** Opening EXERCISE INPUTS block **

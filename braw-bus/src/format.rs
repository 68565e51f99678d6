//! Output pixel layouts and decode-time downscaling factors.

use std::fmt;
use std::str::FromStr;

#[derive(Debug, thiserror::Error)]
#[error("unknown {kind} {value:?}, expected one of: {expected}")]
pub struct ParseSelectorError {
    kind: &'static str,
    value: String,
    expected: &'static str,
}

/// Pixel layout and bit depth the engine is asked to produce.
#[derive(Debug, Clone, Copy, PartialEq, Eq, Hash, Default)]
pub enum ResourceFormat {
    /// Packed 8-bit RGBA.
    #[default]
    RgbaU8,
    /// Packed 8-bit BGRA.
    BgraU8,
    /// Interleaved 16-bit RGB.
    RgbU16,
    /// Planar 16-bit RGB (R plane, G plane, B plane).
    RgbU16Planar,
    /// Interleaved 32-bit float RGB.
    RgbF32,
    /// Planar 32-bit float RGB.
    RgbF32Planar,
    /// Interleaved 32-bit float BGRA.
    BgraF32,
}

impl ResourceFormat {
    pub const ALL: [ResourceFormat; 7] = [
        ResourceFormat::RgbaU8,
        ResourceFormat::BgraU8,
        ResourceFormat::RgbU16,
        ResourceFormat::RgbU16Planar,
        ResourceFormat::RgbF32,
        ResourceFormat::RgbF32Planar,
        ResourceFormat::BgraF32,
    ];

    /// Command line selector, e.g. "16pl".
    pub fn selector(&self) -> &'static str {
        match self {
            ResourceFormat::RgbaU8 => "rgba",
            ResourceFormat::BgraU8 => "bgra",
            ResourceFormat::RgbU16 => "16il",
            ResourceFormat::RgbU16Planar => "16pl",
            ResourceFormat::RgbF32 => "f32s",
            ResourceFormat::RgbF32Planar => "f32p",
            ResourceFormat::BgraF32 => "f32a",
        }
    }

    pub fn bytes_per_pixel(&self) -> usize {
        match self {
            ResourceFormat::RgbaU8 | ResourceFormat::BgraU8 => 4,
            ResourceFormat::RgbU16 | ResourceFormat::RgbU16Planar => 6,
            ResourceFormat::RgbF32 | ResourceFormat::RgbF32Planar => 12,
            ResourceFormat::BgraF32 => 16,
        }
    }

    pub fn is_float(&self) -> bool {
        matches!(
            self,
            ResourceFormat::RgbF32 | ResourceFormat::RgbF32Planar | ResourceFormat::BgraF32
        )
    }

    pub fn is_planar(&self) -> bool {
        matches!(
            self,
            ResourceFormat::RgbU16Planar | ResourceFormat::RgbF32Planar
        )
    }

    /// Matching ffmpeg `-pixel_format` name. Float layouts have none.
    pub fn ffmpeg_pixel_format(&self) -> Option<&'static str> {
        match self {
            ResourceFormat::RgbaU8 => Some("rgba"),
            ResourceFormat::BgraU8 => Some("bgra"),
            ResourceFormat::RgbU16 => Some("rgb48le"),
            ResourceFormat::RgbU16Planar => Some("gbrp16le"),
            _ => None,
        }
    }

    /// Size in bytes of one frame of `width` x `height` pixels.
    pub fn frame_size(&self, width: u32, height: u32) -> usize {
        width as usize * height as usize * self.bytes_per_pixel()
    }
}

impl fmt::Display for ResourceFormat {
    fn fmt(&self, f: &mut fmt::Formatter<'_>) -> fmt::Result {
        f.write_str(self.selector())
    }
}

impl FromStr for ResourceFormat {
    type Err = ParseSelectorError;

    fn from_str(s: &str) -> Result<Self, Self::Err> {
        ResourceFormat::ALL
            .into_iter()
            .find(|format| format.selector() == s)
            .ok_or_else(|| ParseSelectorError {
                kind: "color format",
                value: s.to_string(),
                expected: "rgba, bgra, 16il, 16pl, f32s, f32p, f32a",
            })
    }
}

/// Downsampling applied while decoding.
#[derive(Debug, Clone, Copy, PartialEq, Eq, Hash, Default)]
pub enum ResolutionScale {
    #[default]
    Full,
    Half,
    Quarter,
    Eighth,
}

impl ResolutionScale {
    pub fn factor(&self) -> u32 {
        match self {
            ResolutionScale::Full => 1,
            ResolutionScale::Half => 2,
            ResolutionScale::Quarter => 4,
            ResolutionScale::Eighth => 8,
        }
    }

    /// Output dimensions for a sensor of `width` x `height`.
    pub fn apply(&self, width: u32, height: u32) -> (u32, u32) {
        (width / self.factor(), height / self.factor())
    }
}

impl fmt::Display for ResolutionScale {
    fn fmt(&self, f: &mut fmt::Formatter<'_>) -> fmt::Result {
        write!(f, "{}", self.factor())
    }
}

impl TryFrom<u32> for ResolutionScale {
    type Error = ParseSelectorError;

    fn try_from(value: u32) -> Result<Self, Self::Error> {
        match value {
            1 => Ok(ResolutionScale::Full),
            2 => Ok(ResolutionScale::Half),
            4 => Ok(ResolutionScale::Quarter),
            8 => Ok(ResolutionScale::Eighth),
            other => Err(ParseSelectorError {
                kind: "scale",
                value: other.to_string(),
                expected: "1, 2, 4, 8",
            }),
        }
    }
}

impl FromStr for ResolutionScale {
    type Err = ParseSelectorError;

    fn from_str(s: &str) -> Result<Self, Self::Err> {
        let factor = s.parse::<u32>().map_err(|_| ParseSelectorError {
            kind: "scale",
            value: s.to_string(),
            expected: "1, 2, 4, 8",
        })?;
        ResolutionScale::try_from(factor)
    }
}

** Closing EXERCISE INPUTS block **
** Opening EXERCISE INPUTS block **

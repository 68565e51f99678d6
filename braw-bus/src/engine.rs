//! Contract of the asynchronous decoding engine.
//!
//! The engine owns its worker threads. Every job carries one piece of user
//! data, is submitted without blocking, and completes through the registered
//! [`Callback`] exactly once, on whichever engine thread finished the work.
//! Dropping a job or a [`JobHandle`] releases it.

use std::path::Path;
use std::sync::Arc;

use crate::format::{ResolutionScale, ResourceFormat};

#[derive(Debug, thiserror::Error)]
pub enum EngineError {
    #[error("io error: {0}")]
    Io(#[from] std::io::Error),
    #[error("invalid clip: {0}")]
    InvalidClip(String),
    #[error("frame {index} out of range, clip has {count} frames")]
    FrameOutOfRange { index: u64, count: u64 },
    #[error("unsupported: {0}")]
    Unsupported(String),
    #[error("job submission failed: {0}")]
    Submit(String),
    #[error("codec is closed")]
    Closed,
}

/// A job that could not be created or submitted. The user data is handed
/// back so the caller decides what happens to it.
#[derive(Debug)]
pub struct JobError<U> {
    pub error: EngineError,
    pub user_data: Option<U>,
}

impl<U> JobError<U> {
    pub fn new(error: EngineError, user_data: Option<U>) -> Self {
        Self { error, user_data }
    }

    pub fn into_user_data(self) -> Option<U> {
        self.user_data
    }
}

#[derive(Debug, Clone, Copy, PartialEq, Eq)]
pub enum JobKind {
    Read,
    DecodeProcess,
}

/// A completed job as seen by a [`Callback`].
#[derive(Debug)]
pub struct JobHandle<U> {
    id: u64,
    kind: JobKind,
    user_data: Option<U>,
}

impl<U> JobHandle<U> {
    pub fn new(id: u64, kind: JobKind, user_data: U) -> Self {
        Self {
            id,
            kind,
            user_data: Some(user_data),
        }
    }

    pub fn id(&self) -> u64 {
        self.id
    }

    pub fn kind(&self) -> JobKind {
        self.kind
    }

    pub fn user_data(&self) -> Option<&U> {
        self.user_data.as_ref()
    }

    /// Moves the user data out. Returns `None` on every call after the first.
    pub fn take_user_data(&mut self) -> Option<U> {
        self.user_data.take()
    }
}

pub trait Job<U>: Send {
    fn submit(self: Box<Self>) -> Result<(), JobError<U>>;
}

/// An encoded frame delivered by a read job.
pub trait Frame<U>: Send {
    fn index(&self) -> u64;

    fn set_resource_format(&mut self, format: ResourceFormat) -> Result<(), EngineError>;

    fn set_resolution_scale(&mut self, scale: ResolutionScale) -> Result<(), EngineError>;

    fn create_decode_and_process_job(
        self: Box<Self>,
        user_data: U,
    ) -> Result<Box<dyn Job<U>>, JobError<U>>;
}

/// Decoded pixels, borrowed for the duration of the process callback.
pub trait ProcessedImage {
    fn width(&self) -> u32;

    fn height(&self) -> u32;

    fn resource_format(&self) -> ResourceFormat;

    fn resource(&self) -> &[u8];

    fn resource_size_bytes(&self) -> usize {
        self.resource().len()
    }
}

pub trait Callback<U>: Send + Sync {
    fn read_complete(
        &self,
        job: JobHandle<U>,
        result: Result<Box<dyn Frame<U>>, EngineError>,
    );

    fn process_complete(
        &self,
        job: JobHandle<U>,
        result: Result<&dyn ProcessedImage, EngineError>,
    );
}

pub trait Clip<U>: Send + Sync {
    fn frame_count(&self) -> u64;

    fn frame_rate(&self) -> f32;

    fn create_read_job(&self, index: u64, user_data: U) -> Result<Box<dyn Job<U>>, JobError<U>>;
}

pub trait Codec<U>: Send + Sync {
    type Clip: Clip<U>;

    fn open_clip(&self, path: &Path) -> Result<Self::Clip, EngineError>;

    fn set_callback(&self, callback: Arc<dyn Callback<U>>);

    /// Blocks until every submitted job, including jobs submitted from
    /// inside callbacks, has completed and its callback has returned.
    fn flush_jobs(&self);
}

** Closing EXERCISE INPUTS block **
** Opening EXERCISE INPUTS block **

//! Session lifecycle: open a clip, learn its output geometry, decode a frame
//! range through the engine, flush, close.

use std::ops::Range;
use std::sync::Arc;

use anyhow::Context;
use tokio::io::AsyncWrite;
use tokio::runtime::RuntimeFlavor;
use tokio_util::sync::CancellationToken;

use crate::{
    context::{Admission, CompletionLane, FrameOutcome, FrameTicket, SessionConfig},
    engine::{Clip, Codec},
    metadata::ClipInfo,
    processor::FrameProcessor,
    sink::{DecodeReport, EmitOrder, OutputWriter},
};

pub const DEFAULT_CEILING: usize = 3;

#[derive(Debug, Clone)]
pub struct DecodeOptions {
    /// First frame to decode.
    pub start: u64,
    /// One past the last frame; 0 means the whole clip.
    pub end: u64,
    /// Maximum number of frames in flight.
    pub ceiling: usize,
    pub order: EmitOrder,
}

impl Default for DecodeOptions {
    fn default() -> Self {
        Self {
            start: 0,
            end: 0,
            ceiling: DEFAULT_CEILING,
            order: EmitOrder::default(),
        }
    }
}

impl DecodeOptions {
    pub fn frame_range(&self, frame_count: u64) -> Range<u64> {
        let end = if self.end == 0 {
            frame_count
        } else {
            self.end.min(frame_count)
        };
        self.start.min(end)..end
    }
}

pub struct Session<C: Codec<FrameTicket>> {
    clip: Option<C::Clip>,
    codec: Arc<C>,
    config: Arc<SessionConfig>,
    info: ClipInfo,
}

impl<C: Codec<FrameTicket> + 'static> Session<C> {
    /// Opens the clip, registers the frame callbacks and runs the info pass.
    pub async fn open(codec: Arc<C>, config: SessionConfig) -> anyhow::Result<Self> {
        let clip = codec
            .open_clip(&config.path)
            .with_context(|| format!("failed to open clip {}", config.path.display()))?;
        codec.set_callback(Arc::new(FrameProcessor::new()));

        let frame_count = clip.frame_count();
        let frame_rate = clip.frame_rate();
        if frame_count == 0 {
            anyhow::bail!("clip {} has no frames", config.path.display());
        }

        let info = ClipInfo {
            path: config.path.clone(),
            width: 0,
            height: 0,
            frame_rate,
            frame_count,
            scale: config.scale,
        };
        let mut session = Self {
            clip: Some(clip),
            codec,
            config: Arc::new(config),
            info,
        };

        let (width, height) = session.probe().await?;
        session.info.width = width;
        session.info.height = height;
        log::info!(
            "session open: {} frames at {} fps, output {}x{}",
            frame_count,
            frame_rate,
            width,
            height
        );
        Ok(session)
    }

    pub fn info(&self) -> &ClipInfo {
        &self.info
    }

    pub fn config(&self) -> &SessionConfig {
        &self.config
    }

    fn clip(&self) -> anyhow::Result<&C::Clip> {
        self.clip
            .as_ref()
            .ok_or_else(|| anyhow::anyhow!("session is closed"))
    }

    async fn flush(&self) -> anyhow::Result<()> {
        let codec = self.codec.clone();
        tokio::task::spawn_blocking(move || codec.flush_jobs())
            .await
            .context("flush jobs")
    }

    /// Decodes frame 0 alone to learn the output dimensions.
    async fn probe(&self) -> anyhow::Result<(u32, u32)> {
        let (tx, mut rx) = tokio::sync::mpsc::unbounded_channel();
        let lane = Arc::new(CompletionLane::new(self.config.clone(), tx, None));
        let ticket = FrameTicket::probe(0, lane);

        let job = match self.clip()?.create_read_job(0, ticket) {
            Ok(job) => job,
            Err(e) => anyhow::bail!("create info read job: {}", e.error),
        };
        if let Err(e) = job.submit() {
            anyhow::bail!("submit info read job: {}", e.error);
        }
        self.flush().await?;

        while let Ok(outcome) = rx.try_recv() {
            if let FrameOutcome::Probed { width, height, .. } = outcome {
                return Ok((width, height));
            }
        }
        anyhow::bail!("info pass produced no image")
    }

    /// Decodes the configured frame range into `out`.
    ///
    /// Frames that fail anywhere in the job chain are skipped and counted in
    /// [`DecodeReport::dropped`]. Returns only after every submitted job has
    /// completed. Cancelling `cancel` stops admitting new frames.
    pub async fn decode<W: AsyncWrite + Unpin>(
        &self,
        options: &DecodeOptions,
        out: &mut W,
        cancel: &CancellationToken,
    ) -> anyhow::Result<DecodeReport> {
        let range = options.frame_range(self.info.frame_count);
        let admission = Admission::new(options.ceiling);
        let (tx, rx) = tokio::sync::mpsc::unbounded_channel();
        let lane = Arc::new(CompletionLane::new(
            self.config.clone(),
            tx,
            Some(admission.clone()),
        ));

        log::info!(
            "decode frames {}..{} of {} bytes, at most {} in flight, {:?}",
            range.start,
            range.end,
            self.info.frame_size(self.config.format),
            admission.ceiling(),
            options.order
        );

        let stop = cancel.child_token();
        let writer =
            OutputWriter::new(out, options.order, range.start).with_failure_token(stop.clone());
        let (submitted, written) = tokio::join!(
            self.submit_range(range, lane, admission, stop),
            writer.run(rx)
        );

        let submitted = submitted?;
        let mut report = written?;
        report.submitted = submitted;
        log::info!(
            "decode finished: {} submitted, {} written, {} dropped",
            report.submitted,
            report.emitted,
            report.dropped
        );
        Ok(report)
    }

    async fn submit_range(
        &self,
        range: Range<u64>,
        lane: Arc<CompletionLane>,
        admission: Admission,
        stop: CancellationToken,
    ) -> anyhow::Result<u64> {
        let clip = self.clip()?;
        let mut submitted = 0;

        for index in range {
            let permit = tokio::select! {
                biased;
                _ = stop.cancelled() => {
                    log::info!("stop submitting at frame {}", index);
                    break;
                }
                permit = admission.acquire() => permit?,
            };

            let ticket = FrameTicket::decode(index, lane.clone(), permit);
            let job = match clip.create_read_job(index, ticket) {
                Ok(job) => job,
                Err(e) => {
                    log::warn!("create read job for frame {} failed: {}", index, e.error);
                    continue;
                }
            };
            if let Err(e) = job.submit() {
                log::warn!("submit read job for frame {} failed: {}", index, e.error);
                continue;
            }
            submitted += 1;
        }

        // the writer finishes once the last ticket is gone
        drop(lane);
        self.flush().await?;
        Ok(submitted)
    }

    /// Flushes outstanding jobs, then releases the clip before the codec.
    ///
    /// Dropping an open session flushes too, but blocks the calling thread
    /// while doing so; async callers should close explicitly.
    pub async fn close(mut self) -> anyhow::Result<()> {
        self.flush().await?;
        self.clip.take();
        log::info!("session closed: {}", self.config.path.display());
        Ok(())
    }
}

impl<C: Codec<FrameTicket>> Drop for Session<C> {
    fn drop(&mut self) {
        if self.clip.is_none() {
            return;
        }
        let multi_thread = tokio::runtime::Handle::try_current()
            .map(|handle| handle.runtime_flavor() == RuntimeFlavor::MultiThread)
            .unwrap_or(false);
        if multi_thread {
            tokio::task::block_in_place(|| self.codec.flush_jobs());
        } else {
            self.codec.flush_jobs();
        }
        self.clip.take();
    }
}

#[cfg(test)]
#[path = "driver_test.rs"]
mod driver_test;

** Closing EXERCISE INPUTS block **

- WHAT YOU HAVE TO DO:
Out of the data above, return each line where the word "pass" can be found.

- EXERCISE RESPONSE:
    /// Opens the clip, registers the frame callbacks and runs the info pass.
        anyhow::bail!("info pass produced no image")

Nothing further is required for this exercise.